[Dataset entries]
※ ※ ※

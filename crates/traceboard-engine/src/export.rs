use std::path::Path;
use traceboard_types::{Error, MetricsSummary, Result};

/// Serialize a summary to the pretty-printed JSON interchange form.
pub fn summary_to_json(summary: &MetricsSummary) -> Result<String> {
    serde_json::to_string_pretty(summary)
        .map_err(|e| Error::Config(format!("could not serialize summary: {}", e)))
}

/// Write a summary to a path as JSON interchange.
pub fn write_summary_to(summary: &MetricsSummary, path: &Path) -> Result<()> {
    let json = summary_to_json(summary)?;
    std::fs::write(path, json).map_err(|e| Error::output(path, e.to_string()))
}

/// Load a previously-written summary from a path.
pub fn load_summary(path: &Path) -> Result<MetricsSummary> {
    let text = std::fs::read_to_string(path).map_err(|e| Error::io(path, e))?;
    serde_json::from_str(&text).map_err(|e| Error::Summary { path: path.to_path_buf(), source: e })
}

/// Write the per-session table as flat CSV for spreadsheet import.
pub fn write_sessions_csv(summary: &MetricsSummary, path: &Path) -> Result<()> {
    let mut writer =
        csv::Writer::from_path(path).map_err(|e| Error::output(path, e.to_string()))?;

    writer
        .write_record([
            "session_id",
            "source_path",
            "start_time",
            "end_time",
            "duration_seconds",
            "turns",
            "events",
            "agent_invocations",
            "tool_calls",
            "providers",
            "errors",
        ])
        .map_err(|e| Error::output(path, e.to_string()))?;

    for session in &summary.sessions {
        let providers: Vec<String> = session.providers.iter().map(|p| p.label()).collect();
        writer
            .write_record([
                session.session_id.clone(),
                session.source.path.clone(),
                session.start_time.map(|t| t.to_rfc3339()).unwrap_or_default(),
                session.end_time.map(|t| t.to_rfc3339()).unwrap_or_default(),
                session
                    .duration_seconds
                    .map(|d| format!("{:.3}", d))
                    .unwrap_or_default(),
                session.turn_count.to_string(),
                session.event_count.to_string(),
                session.agent_invocations.len().to_string(),
                session.tool_calls.len().to_string(),
                providers.join("; "),
                session.errors.len().to_string(),
            ])
            .map_err(|e| Error::output(path, e.to_string()))?;
    }

    writer.flush().map_err(|e| Error::output(path, e.to_string()))
}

※ ※ ※

▶ **Exercise brief**
The required output is the exact run of lines from the beginning of the records to the line with "let providers: Vec<String>", that line included.

▶ **Answer box**
filename crates/traceboard-engine/src/export.rs
use std::path::Path;
use traceboard_types::{Error, MetricsSummary, Result};

/// Serialize a summary to the pretty-printed JSON interchange form.
pub fn summary_to_json(summary: &MetricsSummary) -> Result<String> {
    serde_json::to_string_pretty(summary)
        .map_err(|e| Error::Config(format!("could not serialize summary: {}", e)))
}

/// Write a summary to a path as JSON interchange.
pub fn write_summary_to(summary: &MetricsSummary, path: &Path) -> Result<()> {
    let json = summary_to_json(summary)?;
    std::fs::write(path, json).map_err(|e| Error::output(path, e.to_string()))
}

/// Load a previously-written summary from a path.
pub fn load_summary(path: &Path) -> Result<MetricsSummary> {
    let text = std::fs::read_to_string(path).map_err(|e| Error::io(path, e))?;
    serde_json::from_str(&text).map_err(|e| Error::Summary { path: path.to_path_buf(), source: e })
}

/// Write the per-session table as flat CSV for spreadsheet import.
pub fn write_sessions_csv(summary: &MetricsSummary, path: &Path) -> Result<()> {
    let mut writer =
        csv::Writer::from_path(path).map_err(|e| Error::output(path, e.to_string()))?;

    writer
        .write_record([
            "session_id",
            "source_path",
            "start_time",
            "end_time",
            "duration_seconds",
            "turns",
            "events",
            "agent_invocations",
            "tool_calls",
            "providers",
            "errors",
        ])
        .map_err(|e| Error::output(path, e.to_string()))?;

    for session in &summary.sessions {
        let providers: Vec<String> = session.providers.iter().map(|p| p.label()).collect();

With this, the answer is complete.